→ **EXERCISE GOAL**
Among the entries below, find the lines that hold the word "false" and report them.

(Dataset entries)
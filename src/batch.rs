//! Batch driver
//!
//! Applies the property verifier to one type, a list of types, or every
//! type a package discovery turns up. Batches never stop early: each type
//! gets its own report, whatever happened to the previous one.

use crate::error::HarnessError;
use crate::introspect::{ClassCriteria, ClassDiscovery};
use crate::report::{BatchReport, ClassReport};
use crate::value::TypeDescriptor;
use crate::verifier::PropertyVerifier;

pub struct BatchDriver<'a> {
    verifier: PropertyVerifier<'a>,
    discovery: &'a dyn ClassDiscovery,
}

impl<'a> BatchDriver<'a> {
    pub fn new(verifier: PropertyVerifier<'a>, discovery: &'a dyn ClassDiscovery) -> Self {
        Self { verifier, discovery }
    }

    /// Verify one type, skipping the named properties.
    pub fn verify_class(&self, ty: &TypeDescriptor, excluded: &[&str]) -> ClassReport {
        log::debug!("verifying accessors of {}", ty);
        match self.verifier.verify(ty, excluded) {
            Ok(outcomes) => ClassReport::new(ty.simple_name(), outcomes),
            Err(error) => {
                log::error!("{}", error);
                ClassReport::unverified(ty.simple_name(), error)
            }
        }
    }

    /// Verify each listed type; `None` is rejected before anything runs.
    pub fn verify_classes(&self, types: Option<&[TypeDescriptor]>) -> Result<BatchReport, HarnessError> {
        let types =
            types.ok_or_else(|| HarnessError::InvalidArgument("input classes are missing".to_string()))?;

        Ok(BatchReport {
            classes: types.iter().map(|ty| self.verify_class(ty, &[])).collect(),
        })
    }

    /// Verify every type discovered in `package` under `criteria`.
    pub fn verify_package(
        &self,
        package: Option<&str>,
        criteria: &ClassCriteria,
    ) -> Result<BatchReport, HarnessError> {
        let package =
            package.ok_or_else(|| HarnessError::InvalidArgument("input package is missing".to_string()))?;
        if package.trim().is_empty() {
            return Err(HarnessError::InvalidArgument("input package is empty".to_string()));
        }

        let types = self.discovery.find_classes(package, criteria);
        if types.is_empty() {
            log::warn!("no types found in package {}", package);
        }
        self.verify_classes(Some(&types[..]))
    }

    /// `verify_package` with the default criteria.
    pub fn verify_package_default(&self, package: Option<&str>) -> Result<BatchReport, HarnessError> {
        self.verify_package(package, &ClassCriteria::default())
    }
}

#[cfg(test)]
mod tests {
    use super::*;
    use crate::config::HarnessConfig;
    use crate::double::NoDoubles;
    use crate::registry::TypeRegistry;
    use crate::synthesis::ValueSynthesizer;

    mod shop {
        #[derive(Debug, Clone, PartialEq, Default)]
        pub struct Order {
            pub id: u64,
        }

        #[derive(Debug, Clone, PartialEq, Default)]
        pub struct OrderLine {
            pub quantity: u32,
        }

        pub mod legacy {
            #[derive(Debug, Clone, PartialEq, Default)]
            pub struct Voucher {
                pub code: String,
            }
        }
    }

    use shop::legacy::Voucher;
    use shop::{Order, OrderLine};

    fn registry() -> TypeRegistry {
        let mut registry = TypeRegistry::new();
        registry
            .bean::<Order>()
            .constructor(Order::default)
            .property("id", |o: &Order| o.id, |o, v| o.id = v)
            .register();
        registry
            .bean::<OrderLine>()
            .constructor(OrderLine::default)
            // broken: never stores the quantity
            .property("quantity", |l: &OrderLine| l.quantity, |_, _: u32| {})
            .register();
        registry
            .bean::<Voucher>()
            .marker("Legacy")
            .constructor(Voucher::default)
            .property("code", |v: &Voucher| v.code.clone(), |v, c| v.code = c)
            .register();
        registry
    }

    fn with_driver<R>(run: impl FnOnce(&BatchDriver<'_>) -> R) -> R {
        let registry = registry();
        let config = HarnessConfig::default();
        let synth = ValueSynthesizer::new(&registry, &NoDoubles, &config);
        let driver = BatchDriver::new(PropertyVerifier::new(synth, &config), &registry);
        run(&driver)
    }

    #[test]
    fn test_missing_inputs_fail_before_verifying() {
        with_driver(|driver| {
            assert!(matches!(driver.verify_classes(None), Err(HarnessError::InvalidArgument(_))));
            assert!(matches!(
                driver.verify_package(None, &ClassCriteria::default()),
                Err(HarnessError::InvalidArgument(_))
            ));
            assert!(matches!(
                driver.verify_package(Some("  "), &ClassCriteria::default()),
                Err(HarnessError::InvalidArgument(_))
            ));
        });
    }

    #[test]
    fn test_batch_continues_past_a_failing_type() {
        with_driver(|driver| {
            let types = [TypeDescriptor::of::<OrderLine>(), TypeDescriptor::of::<Order>()];
            let report = driver.verify_classes(Some(&types[..])).unwrap();

            assert_eq!(report.classes.len(), 2);
            assert!(!report.classes[0].is_success());
            assert!(report.classes[1].is_success());
            assert_eq!(report.failure_count(), 1);
        });
    }

    #[test]
    fn test_package_discovery() {
        with_driver(|driver| {
            let package = TypeDescriptor::of::<Order>().package();

            let everything = driver.verify_package(Some(package), &ClassCriteria::default()).unwrap();
            assert_eq!(everything.classes.len(), 3);

            let flat = ClassCriteria::builder().include_subpackages(false).build().unwrap();
            let top_level = driver.verify_package(Some(package), &flat).unwrap();
            assert_eq!(top_level.classes.len(), 2);

            let lines = ClassCriteria::builder().name_pattern("Line$").build().unwrap();
            let only_lines = driver.verify_package(Some(package), &lines).unwrap();
            assert_eq!(only_lines.classes.len(), 1);
            assert_eq!(only_lines.classes[0].type_name, "OrderLine");

            let legacy = ClassCriteria::builder().required_marker("Legacy").build().unwrap();
            let vouchers = driver.verify_package(Some(package), &legacy).unwrap();
            assert!(vouchers.is_success());
            assert_eq!(vouchers.classes[0].type_name, "Voucher");
        });
    }

    #[test]
    fn test_verify_class_honours_exclusions() {
        with_driver(|driver| {
            let report = driver.verify_class(&TypeDescriptor::of::<OrderLine>(), &["quantity"]);
            assert!(report.outcomes.is_empty());
            assert!(report.is_success());
        });
    }

    #[test]
    fn test_unregistered_type_fails_its_class_only() {
        struct Ghost;

        with_driver(|driver| {
            let types = [TypeDescriptor::of::<Ghost>(), TypeDescriptor::of::<Order>()];
            let report = driver.verify_classes(Some(&types[..])).unwrap();

            assert_eq!(report.failure_count(), 1);
            assert!(matches!(
                report.classes[0].error,
                Some(HarnessError::NotRegistered { .. })
            ));
            assert!(report.classes[1].is_success());
        });
    }

    #[test]
    fn test_default_criteria_package_run() {
        with_driver(|driver| {
            let package = TypeDescriptor::of::<Order>().package();
            let report = driver.verify_package_default(Some(package)).unwrap();
            assert_eq!(report.classes.len(), 3);
            assert!(matches!(
                driver.verify_package_default(None),
                Err(HarnessError::InvalidArgument(_))
            ));
        });
    }
}
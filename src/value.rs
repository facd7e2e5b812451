//! Dynamic values and type handles
//!
//! Rust has no runtime reflection, so the harness moves values around as
//! `Box<dyn DynValue>` and identifies types through `TypeDescriptor`, a thin
//! wrapper over `TypeId` that remembers the readable type name.

use std::any::{Any, TypeId};
use std::fmt;
use std::hash::{Hash, Hasher};

/// Opaque handle to a concrete type.
///
/// Equality and hashing only look at the `TypeId`; the name is carried for
/// error messages and package discovery.
#[derive(Clone, Copy)]
pub struct TypeDescriptor {
    id: TypeId,
    name: &'static str,
}

impl TypeDescriptor {
    /// Descriptor for `T`
    pub fn of<T: ?Sized + 'static>() -> Self {
        Self {
            id: TypeId::of::<T>(),
            name: std::any::type_name::<T>(),
        }
    }

    pub fn id(&self) -> TypeId {
        self.id
    }

    /// Fully qualified type name as reported by the compiler
    pub fn name(&self) -> &'static str {
        self.name
    }

    /// Type name with every module path stripped, generics included.
    ///
    /// `alloc::vec::Vec<my_app::model::Child>` becomes `Vec<Child>`.
    pub fn simple_name(&self) -> String {
        let mut out = String::with_capacity(self.name.len());
        let mut segment = String::new();
        for ch in self.name.chars() {
            match ch {
                '<' | '>' | ',' | ' ' | '(' | ')' | '[' | ']' | '&' | ';' => {
                    out.push_str(last_path_segment(&segment));
                    segment.clear();
                    out.push(ch);
                }
                _ => segment.push(ch),
            }
        }
        out.push_str(last_path_segment(&segment));
        out
    }

    /// Module path of the outermost type, empty for primitives.
    pub fn package(&self) -> &'static str {
        let outer = self.name.split('<').next().unwrap_or(self.name);
        match outer.rsplit_once("::") {
            Some((path, _)) => path,
            None => "",
        }
    }

    pub fn is<T: ?Sized + 'static>(&self) -> bool {
        self.id == TypeId::of::<T>()
    }
}

fn last_path_segment(segment: &str) -> &str {
    segment.rsplit("::").next().unwrap_or(segment)
}

impl PartialEq for TypeDescriptor {
    fn eq(&self, other: &Self) -> bool {
        self.id == other.id
    }
}

impl Eq for TypeDescriptor {}

impl Hash for TypeDescriptor {
    fn hash<H: Hasher>(&self, state: &mut H) {
        self.id.hash(state);
    }
}

impl fmt::Debug for TypeDescriptor {
    fn fmt(&self, f: &mut fmt::Formatter<'_>) -> fmt::Result {
        write!(f, "TypeDescriptor({})", self.name)
    }
}

impl fmt::Display for TypeDescriptor {
    fn fmt(&self, f: &mut fmt::Formatter<'_>) -> fmt::Result {
        f.write_str(&self.simple_name())
    }
}

/// A value that can cross the reflective boundary.
///
/// Blanket-implemented for every `'static + Debug + Clone + PartialEq + Send + Sync`
/// type, so user structs only need the usual derives to take part.
pub trait DynValue: Any + fmt::Debug + Send + Sync + 'static {
    fn as_any(&self) -> &dyn Any;

    fn as_any_mut(&mut self) -> &mut dyn Any;

    fn into_any(self: Box<Self>) -> Box<dyn Any>;

    fn clone_boxed(&self) -> BoxedValue;

    /// Value equality against another dynamic value; different concrete
    /// types never compare equal.
    fn dyn_eq(&self, other: &dyn DynValue) -> bool;

    fn type_name(&self) -> &'static str;
}

pub type BoxedValue = Box<dyn DynValue>;

impl<T> DynValue for T
where
    T: Any + fmt::Debug + Clone + PartialEq + Send + Sync,
{
    fn as_any(&self) -> &dyn Any {
        self
    }

    fn as_any_mut(&mut self) -> &mut dyn Any {
        self
    }

    fn into_any(self: Box<Self>) -> Box<dyn Any> {
        self
    }

    fn clone_boxed(&self) -> BoxedValue {
        Box::new(self.clone())
    }

    fn dyn_eq(&self, other: &dyn DynValue) -> bool {
        other
            .as_any()
            .downcast_ref::<T>()
            .map_or(false, |other| self == other)
    }

    fn type_name(&self) -> &'static str {
        std::any::type_name::<T>()
    }
}

impl Clone for BoxedValue {
    fn clone(&self) -> Self {
        (**self).clone_boxed()
    }
}

impl dyn DynValue {
    /// Dynamic type of the boxed value
    pub fn value_type_id(&self) -> TypeId {
        self.as_any().type_id()
    }

    pub fn is<T: Any>(&self) -> bool {
        self.as_any().is::<T>()
    }

    pub fn downcast_ref<T: Any>(&self) -> Option<&T> {
        self.as_any().downcast_ref::<T>()
    }

    pub fn downcast_mut<T: Any>(&mut self) -> Option<&mut T> {
        self.as_any_mut().downcast_mut::<T>()
    }
}

/// Box a concrete value.
pub fn boxed<T: DynValue>(value: T) -> BoxedValue {
    Box::new(value)
}

/// Take ownership of the concrete value, handing the box back on a type miss.
pub fn downcast<T: Any>(value: BoxedValue) -> Result<T, BoxedValue> {
    if (*value).is::<T>() {
        match value.into_any().downcast::<T>() {
            Ok(concrete) => Ok(*concrete),
            Err(_) => unreachable!("type checked before downcast"),
        }
    } else {
        Err(value)
    }
}

/// Structural equality of two dynamic values.
pub fn values_equal(left: &dyn DynValue, right: &dyn DynValue) -> bool {
    left.dyn_eq(right)
}

/// Debug rendering used in failure messages.
pub fn render(value: &dyn DynValue) -> String {
    format!("{:?}", value)
}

→ **EXPECTED OUTPUT**
            let flat = ClassCriteria::builder().include_subpackages(false).build().unwrap();
            .map_or(false, |other| self == other)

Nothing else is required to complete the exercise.